Нетрудно заметить, что, вообще говоря, подбор образов определяется исключительно прихотью, а вовсе не идеей, не ощущением необходимости. Мы еще очень далеки от техники сравнения. Бездна сравнений возникает уже теперь, однако все это бессистемно и бессвязно; и если подчас они оказываются удачны в глубинном смысле, который еще предстоит установить, мы обязаны этим везению, куда реже – инстинкту, и никогда – принципу. До сих пор никто и не помышлял о том, чтобы разработать в этой области метод. Ни у кого не возникало даже неясной догадки на тот счет, что здесь следует искать ответ, причем ответ единственный, из которого может возникнуть великое решение проблемы истории.

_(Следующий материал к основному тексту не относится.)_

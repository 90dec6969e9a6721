//! JDP Common Library
//!
//! Shared types, utilities, and error handling for the JDP project.
//!
//! # Overview
//!
//! This crate provides common functionality used across all JDP workspace
//! members:
//!
//! - **Error Handling**: Custom error types and result types
//! - **Logging**: Centralized tracing initialization
//! - **Types**: Shared domain types (ingest instances, storage paths,
//!   normalized file names, state entities)
//!
//! # Example
//!
//! ```no_run
//! use jdp_common::types::DirectIngestFileParts;
//!
//! fn tag_for_file(file_name: &str) -> jdp_common::Result<String> {
//!     let parts = DirectIngestFileParts::parse(file_name)?;
//!     Ok(parts.file_tag)
//! }
//! ```

#![deny(clippy::unwrap_used, clippy::expect_used)]

pub mod error;
pub mod logging;
pub mod types;

// Re-export commonly used types
pub use error::{JdpError, Result};
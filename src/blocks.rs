/// Reconstruction of the per-block data streams from the interleaved
/// codeword sequence.

use crate::config::{ECCLevel, SymbolConfig};
use crate::tables::{block_structure, total_codewords};

/// Undo the block interleaving and concatenate the data codewords of
/// every block in block order.
///
/// The error correction codewords are discarded: this decoder performs
/// no Reed-Solomon correction and relies on the symbol being rendered
/// undamaged. The codeword count is fixed by the version table, so a
/// length mismatch here is a bug upstream, not an input condition.
pub fn deinterleave_data(codewords: &[u8], version: u8, level: ECCLevel) -> Vec<u8> {
    let n_codewords = total_codewords(version) as usize;
    let structure = block_structure(SymbolConfig::new(version, level));
    let n_check_words = structure.check_words as usize;
    let n_blocks = structure.blocks as usize;

    // holds as long as extract_codewords reads through the full data
    // module map; a short sequence here is decoder-internal corruption
    assert_eq!(codewords.len(), n_codewords);
    assert_eq!(n_check_words % n_blocks, 0);

    let n_data_words = n_codewords - n_check_words;
    let n_data_words_per_block = n_data_words / n_blocks;
    let n_long_blocks = n_data_words % n_blocks;

    let mut data = Vec::with_capacity(n_data_words);
    for i in 0..n_blocks {
        for r in 0..n_data_words_per_block {
            data.push(codewords[i + r * n_blocks]);
        }
        // the extra codeword of each long block sits in a contiguous
        // run right after the evenly interleaved region
        if i >= n_blocks - n_long_blocks {
            data.push(codewords[n_data_words - n_blocks + i]);
        }
    }
    data
}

Сравнения могли бы составить счастье исторического мышления, поскольку они раскрывают органическую структуру истории. Под воздействием всеохватной идеи их технике следовало бы развиться до не оставляющей выбора необходимости, до логического мастерства. Доныне же они оказывались несчастьем, потому что, как вопрос исключительно вкуса, сравнения избавляли историка от осознания и усилия рассматривать язык исторических форм и их анализ в качестве своей самой тяжелой и непосредственной, вплоть до нынешнего времени все еще даже и не понятой (уж не говоря о том, чтобы ее разрешить) задачи. Сравнения бывали частью поверхностными, как, например, когда Цезаря называли основателем римской официальной газеты, или, что еще хуже, до крайности запутанными, связывающими внутренне чуждые для нас явления античного существования с нынешними модными словечками – такими как социализм, импрессионизм, капитализм, клерикализм; подчас же этим сравнениям бывала свойственна причудливая извращенность, как практиковавшемуся якобинцами культу Брута, того самого миллионера и ростовщика Брута, который в качестве идеолога олигархического государственного устройства при одобрении патрицианского сената зарезал подлинного демократа[1 - См. сноску 907.][5 - Т. е. Цезаря.].

3

Так задача, первоначально охватывавшая лишь ограниченную проблему нынешней цивилизации, раздвигает свои рамки вплоть до новой философии, и именно философии будущего, поскольку таковая может произрасти на метафизически истощенной почве Запада. Однако это – единственная философия, принадлежащая по крайней мере к возможностям западноевропейского духа на его последующих стадиях, выходя на идею морфологии всемирной истории, мира как истории, которая в противоположность морфологии природы, бывшей доныне единственной темой философии, охватывает в себе все образы и движения мира в их глубочайшем и окончательнейшем смысле, и хотя делает это повторно, однако в совершенно ином порядке, обобщая все познанное не в собирательную картину, но в образ жизни как таковой, в образ не ставшего, но становящегося.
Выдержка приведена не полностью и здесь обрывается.